== Segment start ==
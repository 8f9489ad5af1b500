use image::imageops;
use image::{GrayImage, Luma, Rgba, RgbaImage};

const KEEP: Luma<u8> = Luma([255]);
const CLEAR: Luma<u8> = Luma([0]);

const TRANSPARENT: Rgba<u8> = Rgba([0, 0, 0, 0]);

/// Alpha-only stencil the size of the bitmap it will be applied to.
/// Pixels marked clear become fully transparent; the rest are left untouched.
pub struct Mask {
    alpha: GrayImage,
}

impl Mask {
    /// Keeps everything
    pub fn opaque(width: u32, height: u32) -> Self {
        Self {
            alpha: GrayImage::from_pixel(width, height, KEEP),
        }
    }

    /// Keeps pixels strictly inside a circle around the center.
    ///
    /// The radius is half the *height*, so a wide bitmap keeps a height-sized disc and
    /// a tall one gets its sides clipped by the vertical extent only.
    pub fn circle(width: u32, height: u32) -> Self {
        let cx = width as f64 / 2.0;
        let cy = height as f64 / 2.0;
        let radius = height as f64 / 2.0;
        let alpha = GrayImage::from_fn(width, height, |x, y| {
            let dx = x as f64 - cx;
            let dy = y as f64 - cy;
            if dx * dx + dy * dy < radius * radius {
                KEEP
            } else {
                CLEAR
            }
        });
        Self { alpha }
    }

    /// Rounds the two top corners with `radius`; the bottom corners stay square.
    ///
    /// A quarter-disc stencil is stamped on the top-left corner, then the same stencil,
    /// turned a quarter clockwise, on the top-right. The radius is capped at half the
    /// shorter side so the two corners never overlap.
    pub fn rounded_top(width: u32, height: u32, radius: u32) -> Self {
        let mut mask = Self::opaque(width, height);
        let radius = radius.min(width / 2).min(height / 2);
        if radius == 0 {
            return mask;
        }

        let corner = quarter_disc(radius);
        mask.stamp(&corner, 0, 0);
        mask.stamp(&imageops::rotate90(&corner), width - radius, 0);
        mask
    }

    pub fn keeps(&self, x: u32, y: u32) -> bool {
        self.alpha.get_pixel(x, y)[0] != 0
    }

    /// Clears `bitmap` wherever this mask is clear. Sizes must match;
    /// anything outside the overlap is left alone.
    pub fn apply(self, bitmap: &mut RgbaImage) {
        for (x, y, pixel) in bitmap.enumerate_pixels_mut() {
            if x < self.alpha.width() && y < self.alpha.height() && !self.keeps(x, y) {
                *pixel = TRANSPARENT;
            }
        }
    }

    /// Copies the clear pixels of `stencil` onto this mask at `(left, top)`
    fn stamp(&mut self, stencil: &GrayImage, left: u32, top: u32) {
        for (x, y, value) in stencil.enumerate_pixels() {
            if *value == CLEAR {
                self.alpha.put_pixel(left + x, top + y, CLEAR);
            }
        }
    }
}

/// `radius` x `radius` square, kept inside the pie slice between 180 and 270 degrees of a
/// circle centered on its bottom-right corner; the outer corner is clear.
fn quarter_disc(radius: u32) -> GrayImage {
    let r = radius as i64;
    GrayImage::from_fn(radius, radius, |x, y| {
        let dx = x as i64 - r;
        let dy = y as i64 - r;
        if dx * dx + dy * dy <= r * r {
            KEEP
        } else {
            CLEAR
        }
    })
}

/// Copy of `bitmap` with everything outside the centered circle made transparent
pub fn circular(bitmap: &RgbaImage) -> RgbaImage {
    let mut masked = bitmap.clone();
    Mask::circle(bitmap.width(), bitmap.height()).apply(&mut masked);
    masked
}

/// `bitmap` with its top corners rounded off
pub fn rounded_corners(mut bitmap: RgbaImage, radius: u32) -> RgbaImage {
    Mask::rounded_top(bitmap.width(), bitmap.height(), radius).apply(&mut bitmap);
    bitmap
}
== Segment end ==
(The task) Every line from the top of the material through the line containing "be applied to." must be transcribed exactly, and no other line may appear.

(Problem solution)
repository 8f9489ad5af1b500
use image::imageops;
use image::{GrayImage, Luma, Rgba, RgbaImage};

const KEEP: Luma<u8> = Luma([255]);
const CLEAR: Luma<u8> = Luma([0]);

const TRANSPARENT: Rgba<u8> = Rgba([0, 0, 0, 0]);

/// Alpha-only stencil the size of the bitmap it will be applied to.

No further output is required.